Prostate Cancer Center

The Prostate Care Program of the Cancer Center at Beth Israel Deaconess Medical Center has at its heart a multidisciplinary approach to prostate cancer care ranging from evaluating elevated PSA and performing prostate biopsies, to providing surgical, radiation, systemic, or active surveillance (watchful waiting) treatment, along with support for loved ones as deemed appropriate, based on a patient’s individual needs and personal lifestyle priorities.

Diagnosing Prostate Cancer

Detection and Diagnosis

Your doctor can check for prostate cancer before you have any symptoms. During an office visit, your doctor will ask about your personal and family medical history. You’ll have a physical exam. You may also have one or both of the following tests:

A very inexpensive and easily performed early warning test is the prostate specific antigen (PSA) test, which is a blood test. This test alone will not determine if you have prostate cancer, as the PSA test may be affected by a number of factors.

Another way to detect the presence of a prostate problem, benign or malignant, is through a digital rectal exam. It is recommended that these two tests be performed every year after age 50. When men are screened annually with these tests, prostate cancer is caught early and the possibility of a cure is greatest.

For a more accurate view of the prostate, a transrectal ultrasound will be performed. The doctor inserts a probe into the rectum to check your prostate for abnormal areas. The probe sends out sound waves that people cannot hear (ultrasound). The waves bounce off the prostate. A computer uses these sound waves/echoes to create a picture called a sonogram.

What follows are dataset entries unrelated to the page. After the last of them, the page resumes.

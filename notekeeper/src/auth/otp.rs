//! One-time passcode storage and issuance.
//!
//! A passcode is a 6-digit decimal string. Each email has at most one pending
//! passcode: issuing a new one replaces the old one, and a successful
//! verification removes it.

use super::errors::{AuthError, AuthResult};
use crate::mail::{MailTransport, OutgoingMail};
use async_trait::async_trait;
use rand::Rng;
use std::{collections::HashMap, sync::Arc, time::Duration};
use subtle::ConstantTimeEq;
use tokio::{sync::Mutex, time::Instant};

/// Smallest passcode value
pub const OTP_MIN: u32 = 100_000;

/// Largest passcode value
pub const OTP_MAX: u32 = 999_999;

/// Subject line of passcode mails
pub const OTP_SUBJECT: &str = "Your OTP Code";

/// Generate a passcode uniformly distributed over `OTP_MIN..=OTP_MAX`
pub fn generate_code() -> String {
    rand::rng().random_range(OTP_MIN..=OTP_MAX).to_string()
}

/// Pending passcodes keyed by email.
///
/// Implementations must make `consume` an atomic check-then-delete: of two
/// concurrent calls presenting the right code, exactly one returns `true`.
#[async_trait]
pub trait OtpStore: Send + Sync {
    /// Store `code` for `email`, replacing any pending code
    async fn put(&self, email: &str, code: &str) -> AuthResult<()>;

    /// Remove and accept the pending code if it equals `code`
    ///
    /// Returns `false` and leaves the entry in place on mismatch or when
    /// nothing is pending.
    async fn consume(&self, email: &str, code: &str) -> AuthResult<bool>;
}

#[derive(Debug)]
struct PendingOtp {
    code: String,
    issued_at: Instant,
}

/// Single-process passcode store.
///
/// Entries never expire unless a TTL is configured, in which case `consume`
/// rejects and drops entries older than the TTL.
#[derive(Debug, Default)]
pub struct InMemoryOtpStore {
    entries: Mutex<HashMap<String, PendingOtp>>,
    ttl: Option<Duration>,
}

impl InMemoryOtpStore {
    /// Create a store without expiry
    pub fn new() -> Self {
        Self::default()
    }

    /// Create a store whose entries expire `ttl` after being issued
    pub fn with_ttl(ttl: Duration) -> Self {
        Self {
            entries: Mutex::new(HashMap::new()),
            ttl: Some(ttl),
        }
    }

    /// Number of pending passcodes
    pub async fn pending_count(&self) -> usize {
        self.entries.lock().await.len()
    }
}

#[async_trait]
impl OtpStore for InMemoryOtpStore {
    async fn put(&self, email: &str, code: &str) -> AuthResult<()> {
        self.entries.lock().await.insert(
            email.to_string(),
            PendingOtp {
                code: code.to_string(),
                issued_at: Instant::now(),
            },
        );
        Ok(())
    }

    async fn consume(&self, email: &str, code: &str) -> AuthResult<bool> {
        // Held across check and removal
        let mut entries = self.entries.lock().await;

        let Some(pending) = entries.get(email) else {
            return Ok(false);
        };

        if self.ttl.is_some_and(|ttl| pending.issued_at.elapsed() > ttl) {
            entries.remove(email);
            return Ok(false);
        }

        let matches: bool = pending.code.as_bytes().ct_eq(code.as_bytes()).into();
        if matches {
            entries.remove(email);
        }

        Ok(matches)
    }
}

/// Generates passcodes, records them and mails them out
#[derive(Clone)]
pub struct OtpIssuer {
    store: Arc<dyn OtpStore>,
    mailer: Arc<dyn MailTransport>,
    advertised_ttl: Option<Duration>,
}

impl OtpIssuer {
    /// Create a new issuer
    ///
    /// # Arguments
    ///
    /// * `store` - Where pending passcodes live
    /// * `mailer` - Transport used to deliver them
    pub fn new(store: Arc<dyn OtpStore>, mailer: Arc<dyn MailTransport>) -> Self {
        Self {
            store,
            mailer,
            advertised_ttl: None,
        }
    }

    /// Mention an expiry in outgoing mails
    pub fn with_advertised_ttl(mut self, ttl: Option<Duration>) -> Self {
        self.advertised_ttl = ttl;
        self
    }

    /// Issue a fresh passcode for `email`
    ///
    /// The passcode is stored before delivery is attempted and stays stored
    /// when delivery fails.
    ///
    /// # Errors
    ///
    /// * `AuthError::TransportFailure` - The mail transport rejected the message
    pub async fn issue(&self, email: &str) -> AuthResult<()> {
        let code = generate_code();
        self.store.put(email, &code).await?;
        log::debug!("Generated OTP for {}", email);

        self.mailer
            .send(otp_mail(email, &code, self.advertised_ttl))
            .await
            .map_err(AuthError::TransportFailure)
    }
}

fn otp_mail(email: &str, code: &str, ttl: Option<Duration>) -> OutgoingMail {
    let expiry = ttl
        .map(|ttl| format!(" It will expire in {} minutes.", ttl.as_secs().div_ceil(60)))
        .unwrap_or_default();

    OutgoingMail {
        to: email.to_string(),
        subject: OTP_SUBJECT.to_string(),
        text: format!("Your OTP is {code}"),
        html: Some(format!(
            "<p>Your OTP is <strong>{code}</strong>.{expiry}</p>"
        )),
    }
}

#[cfg(test)]
mod tests {
    use super::*;
    use crate::mail::MemoryMailer;

    #[test]
    fn test_generate_code_is_six_digits() {
        for _ in 0..1000 {
            let code = generate_code();
            assert_eq!(code.len(), 6);
            let value: u32 = code.parse().unwrap();
            assert!((OTP_MIN..=OTP_MAX).contains(&value));
        }
    }

    #[tokio::test]
    async fn test_consume_is_single_use() {
        let store = InMemoryOtpStore::new();
        store.put("a@x.com", "123456").await.unwrap();

        assert!(store.consume("a@x.com", "123456").await.unwrap());
        assert!(!store.consume("a@x.com", "123456").await.unwrap());
    }

    #[tokio::test]
    async fn test_mismatch_keeps_entry() {
        let store = InMemoryOtpStore::new();
        store.put("a@x.com", "123456").await.unwrap();

        assert!(!store.consume("a@x.com", "654321").await.unwrap());
        assert!(!store.consume("a@x.com", "12345").await.unwrap());
        assert_eq!(store.pending_count().await, 1);
        assert!(store.consume("a@x.com", "123456").await.unwrap());
    }

    #[tokio::test]
    async fn test_put_overwrites_previous_code() {
        let store = InMemoryOtpStore::new();
        store.put("a@x.com", "111111").await.unwrap();
        store.put("a@x.com", "222222").await.unwrap();

        assert!(!store.consume("a@x.com", "111111").await.unwrap());
        assert!(store.consume("a@x.com", "222222").await.unwrap());
    }

    #[tokio::test]
    async fn test_codes_are_per_email() {
        let store = InMemoryOtpStore::new();
        store.put("a@x.com", "111111").await.unwrap();

        assert!(!store.consume("b@x.com", "111111").await.unwrap());
        assert!(store.consume("a@x.com", "111111").await.unwrap());
    }

    #[tokio::test]
    async fn test_concurrent_consume_has_one_winner() {
        let store = Arc::new(InMemoryOtpStore::new());
        store.put("a@x.com", "424242").await.unwrap();

        let handles: Vec<_> = (0..16)
            .map(|_| {
                let store = store.clone();
                tokio::spawn(async move { store.consume("a@x.com", "424242").await.unwrap() })
            })
            .collect();

        let mut winners = 0;
        for handle in handles {
            if handle.await.unwrap() {
                winners += 1;
            }
        }
        assert_eq!(winners, 1);
    }

    #[tokio::test]
    async fn test_ttl_expires_entries() {
        let store = InMemoryOtpStore::with_ttl(Duration::from_millis(20));
        store.put("a@x.com", "123456").await.unwrap();

        tokio::time::sleep(Duration::from_millis(60)).await;

        assert!(!store.consume("a@x.com", "123456").await.unwrap());
        assert_eq!(store.pending_count().await, 0);
    }

    #[tokio::test]
    async fn test_issue_stores_and_mails_code() {
        let store = Arc::new(InMemoryOtpStore::new());
        let mailer = Arc::new(MemoryMailer::new());
        let issuer = OtpIssuer::new(store.clone(), mailer.clone());

        issuer.issue("a@x.com").await.unwrap();

        let sent = mailer.sent().await;
        assert_eq!(sent.len(), 1);
        assert_eq!(sent[0].to, "a@x.com");
        assert_eq!(sent[0].subject, OTP_SUBJECT);

        let code = sent[0].text.trim_start_matches("Your OTP is ").to_string();
        assert!(store.consume("a@x.com", &code).await.unwrap());
    }

    #[tokio::test]
    async fn test_issue_keeps_code_when_delivery_fails() {
        let store = Arc::new(InMemoryOtpStore::new());
        let mailer = Arc::new(MemoryMailer::failing());
        let issuer = OtpIssuer::new(store.clone(), mailer);

        let result = issuer.issue("a@x.com").await;

        assert!(matches!(result, Err(AuthError::TransportFailure(_))));
        assert_eq!(store.pending_count().await, 1);
    }

    #[test]
    fn test_mail_mentions_expiry_only_with_ttl() {
        let mail = otp_mail("a@x.com", "123456", None);
        assert!(!mail.html.as_deref().unwrap().contains("expire"));

        let mail = otp_mail("a@x.com", "123456", Some(Duration::from_secs(300)));
        assert!(mail.html.as_deref().unwrap().contains("expire in 5 minutes"));
    }
}
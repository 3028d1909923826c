pub mod ledger;
pub mod persistence;
pub mod types;
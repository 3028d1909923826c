use dashmap::DashMap;
use std::time::{Duration, Instant};

use crate::data::types::BracketQuote;

/// TTL cache for bracket boards keyed by event slug. Bounds market snapshot
/// staleness to one poll interval: a failed fetch can reuse the previous
/// board while it is still within TTL, after that the cycle has no board.
pub struct SnapshotCache {
    cache: DashMap<String, CachedBoard>,
    ttl: Duration,
}

struct CachedBoard {
    board: Vec<BracketQuote>,
    stored_at: Instant,
}

impl SnapshotCache {
    pub fn new(ttl: Duration) -> Self {
        Self {
            cache: DashMap::new(),
            ttl,
        }
    }

    pub fn insert(&self, slug: &str, board: Vec<BracketQuote>) {
        self.cache.insert(
            slug.to_string(),
            CachedBoard {
                board,
                stored_at: Instant::now(),
            },
        );
    }

    /// Get a board if not expired (evict on read).
    pub fn get(&self, slug: &str) -> Option<Vec<BracketQuote>> {
        let expired = match self.cache.get(slug) {
            Some(entry) => {
                if entry.stored_at.elapsed() > self.ttl {
                    true
                } else {
                    return Some(entry.board.clone());
                }
            }
            None => return None,
        };
        if expired {
            self.cache.remove(slug);
        }
        None
    }
}
#[cfg(test)]
mod tests {
    use super::*;
    use crate::data::types::Bracket;
    use chrono::TimeZone;

    fn cfg() -> StrategyConfig {
        StrategyConfig {
            rounding_buffer: 0.5,
            forecast_kill_buffer: 4.0,
            midday_kill_buffer: 2.5,
            upper_kill_buffer: 5.0,
            static_bias: 1.0,
            dynamic_bias_danger_ceiling: 1.0,
            min_actionable_price: 0.01,
            safety_margin: 1.0,
            ceiling_gap: 2.0,
            predictive_enabled: false,
        }
    }

    fn quote(bracket: Bracket, yes: f64) -> BracketQuote {
        BracketQuote {
            bracket,
            question: String::new(),
            yes_price: Some(yes),
            no_price: Some(1.0 - yes),
            volume: 1000.0,
            closed: false,
            observed_at: Utc::now(),
        }
    }

    fn ctx(hour: f64) -> EvalContext<'static> {
        EvalContext {
            date: NaiveDate::from_ymd_opt(2026, 2, 22).unwrap(),
            now: Utc.with_ymd_and_hms(2026, 2, 22, hour as u32, 0, 0).unwrap(),
            local_hour: hour,
            running_max: None,
            corrected_forecast: None,
            dynamic_forecast: None,
            dynamic_bias: None,
            dynamic_bias_dangerous: false,
            hourly_forecast: &[],
            forecast_trend: Trend::Flat,
        }
    }

    fn candidates(detections: Vec<Detection>) -> Vec<Candidate> {
        detections
            .into_iter()
            .filter_map(|d| match d {
                Detection::Candidate(c) => Some(c),
                Detection::Blocked { .. } => None,
            })
            .collect()
    }

    #[test]
    fn test_certainty_fires_past_buffer() {
        // running_max=14.0, ceiling=13.0, buffer=0.5 -> 14.0 >= 13.5
        let mut engine = DetectionEngine::new(cfg());
        let board = vec![quote(Bracket::exact(13.0), 0.05)];
        let mut c = ctx(11.0);
        c.running_max = Some(14.0);

        let out = candidates(engine.evaluate_certainty(&board, &c));
        assert_eq!(out.len(), 1);
        let sig = &out[0].signal;
        assert_eq!(sig.id.tier, Tier::Certain);
        assert_eq!(sig.id.bracket, "13C");
        assert!((sig.gap - 1.0).abs() < 1e-9);
        assert!((sig.entry_price - 0.95).abs() < 1e-9);
        assert!(out[0].tradeable);
    }

    #[test]
    fn test_certainty_respects_buffer_edge() {
        // 13.4 < 13.0 + 0.5 -> still alive
        let mut engine = DetectionEngine::new(cfg());
        let board = vec![quote(Bracket::exact(13.0), 0.05)];
        let mut c = ctx(11.0);
        c.running_max = Some(13.4);
        assert!(candidates(engine.evaluate_certainty(&board, &c)).is_empty());
    }

    #[test]
    fn test_signal_idempotent_after_commit() {
        let mut engine = DetectionEngine::new(cfg());
        let board = vec![quote(Bracket::exact(13.0), 0.05)];
        let mut c = ctx(11.0);
        c.running_max = Some(14.0);

        let out = candidates(engine.evaluate_certainty(&board, &c));
        assert_eq!(out.len(), 1);
        engine.commit(&out[0].signal.id);

        // Same inputs again: no second signal
        assert!(candidates(engine.evaluate_certainty(&board, &c)).is_empty());
    }

    #[test]
    fn test_uncommitted_candidate_reemitted() {
        // A failed ledger write leaves the key uncommitted; the next cycle
        // must offer the trade again.
        let mut engine = DetectionEngine::new(cfg());
        let board = vec![quote(Bracket::exact(13.0), 0.05)];
        let mut c = ctx(11.0);
        c.running_max = Some(14.0);

        assert_eq!(candidates(engine.evaluate_certainty(&board, &c)).len(), 1);
        assert_eq!(candidates(engine.evaluate_certainty(&board, &c)).len(), 1);
    }

    #[test]
    fn test_dead_bracket_other_tier_is_noop() {
        let mut engine = DetectionEngine::new(cfg());
        let board = vec![quote(Bracket::exact(10.0), 0.05)];
        let mut c = ctx(11.0);
        c.running_max = Some(11.0);
        c.corrected_forecast = Some(15.7);

        let out = candidates(engine.evaluate_certainty(&board, &c));
        assert_eq!(out.len(), 1);
        engine.commit(&out[0].signal.id);

        // Forecast rule also passes (15.7 - 10.0 >= 4.0) but the bracket is
        // already dead: audit no-op, no candidate, and only once.
        assert!(candidates(engine.evaluate_forecast(&board, &c)).is_empty());
        assert!(engine.evaluate_forecast(&board, &c).is_empty());
    }

    #[test]
    fn test_forecast_tier_buffer_boundary() {
        // corrected_forecast=15.7: ceiling 11.9 -> gap 3.8, no signal;
        // ceiling 10.9 -> gap 4.8, fires.
        let mut engine = DetectionEngine::new(cfg());
        let board = vec![
            quote(Bracket::at_most(11.9), 0.10),
            quote(Bracket::at_most(10.9), 0.08),
        ];
        let mut c = ctx(9.0);
        c.corrected_forecast = Some(15.7);

        let out = candidates(engine.evaluate_forecast(&board, &c));
        assert_eq!(out.len(), 1);
        assert_eq!(out[0].signal.id.bracket, "<=11C");
        assert!((out[0].signal.gap - 4.8).abs() < 1e-9);
    }

    #[test]
    fn test_forecast_tier_blocked_by_falling_trend() {
        let mut engine = DetectionEngine::new(cfg());
        let board = vec![quote(Bracket::at_most(10.0), 0.08)];
        let mut c = ctx(9.0);
        c.corrected_forecast = Some(15.7);
        c.forecast_trend = Trend::Falling;
        assert!(candidates(engine.evaluate_forecast(&board, &c)).is_empty());
    }

    #[test]
    fn test_min_actionable_price_enforced_for_every_tier() {
        let mut engine = DetectionEngine::new(cfg());
        // YES below the 1 cent minimum: killed but never traded
        let board = vec![quote(Bracket::exact(10.0), 0.005)];
        let mut c = ctx(11.0);
        c.running_max = Some(12.0);
        c.corrected_forecast = Some(16.0);

        assert!(candidates(engine.evaluate_certainty(&board, &c)).is_empty());
        assert!(engine.is_dead("10C"));
    }

    #[test]
    fn test_upper_tier_fires_with_trusted_bias() {
        let mut engine = DetectionEngine::new(cfg());
        let board = vec![quote(Bracket::at_least(17.0), 0.04)];
        let mut c = ctx(9.5);
        c.dynamic_forecast = Some(11.5);
        c.dynamic_bias = Some(0.4);
        let hourly = vec![Reading { hour: 14.0, temp_c: 11.0 }];
        c.hourly_forecast = &hourly;

        // gap = 17.0 - 11.5 = 5.5 >= 5.0; adjusted hourly max =
        // 11.0 + 1.0 + 0.4 = 12.4 < 17.0 - 1.0
        let out = candidates(engine.evaluate_upper(&board, &c));
        assert_eq!(out.len(), 1);
        assert_eq!(out[0].signal.id.tier, Tier::Upper);
        assert!((out[0].signal.gap - 5.5).abs() < 1e-9);
    }

    #[test]
    fn test_upper_tier_blocked_by_dangerous_bias() {
        let mut engine = DetectionEngine::new(cfg());
        let board = vec![quote(Bracket::at_least(17.0), 0.04)];
        let mut c = ctx(9.5);
        c.dynamic_forecast = Some(11.5);
        c.dynamic_bias = Some(1.6);
        c.dynamic_bias_dangerous = true;

        let out = engine.evaluate_upper(&board, &c);
        assert_eq!(out.len(), 1);
        match &out[0] {
            Detection::Blocked { id, reasons } => {
                assert_eq!(id.tier, Tier::Upper);
                assert!(!reasons.is_empty());
            }
            Detection::Candidate(_) => panic!("expected block"),
        }
        assert!(!engine.is_dead(">=17C"));
    }

    #[test]
    fn test_upper_tier_blocked_by_hourly_profile_near_floor() {
        let mut engine = DetectionEngine::new(cfg());
        let board = vec![quote(Bracket::at_least(17.0), 0.04)];
        let mut c = ctx(9.5);
        c.dynamic_forecast = Some(11.5);
        c.dynamic_bias = Some(0.0);
        // 15.5 + 1.0 static = 16.5 >= 17.0 - 1.0
        let hourly = vec![Reading { hour: 14.0, temp_c: 15.5 }];
        c.hourly_forecast = &hourly;

        let out = engine.evaluate_upper(&board, &c);
        assert!(matches!(out[0], Detection::Blocked { .. }));
    }

    #[test]
    fn test_midday_tier_uses_tighter_buffer() {
        let mut engine = DetectionEngine::new(cfg());
        // gap = 13.5 - 11.0 = 2.5 >= 2.5: fires even though the morning
        // 4.0°C buffer would not have
        let board = vec![quote(Bracket::at_most(11.0), 0.06)];
        let mut c = ctx(12.0);
        c.dynamic_forecast = Some(13.5);

        let out = candidates(engine.evaluate_midday(&board, &c));
        assert_eq!(out.len(), 1);
        assert_eq!(out[0].signal.id.tier, Tier::Midday);
    }

    #[test]
    fn test_predictive_tier_dormant_by_default() {
        let mut engine = DetectionEngine::new(cfg());
        let board = vec![quote(Bracket::at_least(16.0), 0.05)];
        let mut c = ctx(16.5);
        c.running_max = Some(13.0);

        let out = candidates(engine.evaluate_predictive(&board, &c, 16));
        assert_eq!(out.len(), 1);
        assert!(!out[0].tradeable);
    }

    #[test]
    fn test_predictive_tier_activated_by_flag() {
        let mut config = cfg();
        config.predictive_enabled = true;
        let mut engine = DetectionEngine::new(config);
        let board = vec![quote(Bracket::at_least(16.0), 0.05)];
        let mut c = ctx(16.5);
        c.running_max = Some(13.0);

        let out = candidates(engine.evaluate_predictive(&board, &c, 16));
        assert_eq!(out.len(), 1);
        assert!(out[0].tradeable);
    }

    #[test]
    fn test_predictive_tier_waits_for_late_day() {
        let mut engine = DetectionEngine::new(cfg());
        let board = vec![quote(Bracket::at_least(16.0), 0.05)];
        let mut c = ctx(14.0);
        c.running_max = Some(13.0);
        assert!(engine.evaluate_predictive(&board, &c, 16).is_empty());
    }

    #[test]
    fn test_evaluation_order_is_ascending_floor() {
        let mut engine = DetectionEngine::new(cfg());
        let board = vec![
            quote(Bracket::exact(12.0), 0.05),
            quote(Bracket::at_most(9.0), 0.03),
            quote(Bracket::exact(11.0), 0.04),
        ];
        let mut c = ctx(13.0);
        c.running_max = Some(14.0);

        let out = candidates(engine.evaluate_certainty(&board, &c));
        let order: Vec<&str> = out.iter().map(|o| o.signal.id.bracket.as_str()).collect();
        assert_eq!(order, vec!["<=9C", "11C", "12C"]);
    }

    #[test]
    fn test_day_reset_clears_engine_state() {
        let mut engine = DetectionEngine::new(cfg());
        let board = vec![quote(Bracket::exact(13.0), 0.05)];
        let mut c = ctx(11.0);
        c.running_max = Some(14.0);
        let out = candidates(engine.evaluate_certainty(&board, &c));
        engine.commit(&out[0].signal.id);
        assert!(engine.is_dead("13C"));

        engine.reset_for_day();
        assert!(!engine.is_dead("13C"));
        assert_eq!(candidates(engine.evaluate_certainty(&board, &c)).len(), 1);
    }
}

If prostate cancer is suspected, your doctor will order a transrectal biopsy: It’s the only sure way to diagnose prostate cancer. A biopsy is the removal of tissue to look for cancer cells. The doctor inserts needles through the rectum into the prostate. The doctor removes small tissue samples (called cores) from many areas of the prostate. Transrectal ultrasound is usually used to guide the insertion of the needles. A pathologist checks the tissue samples for cancer cells.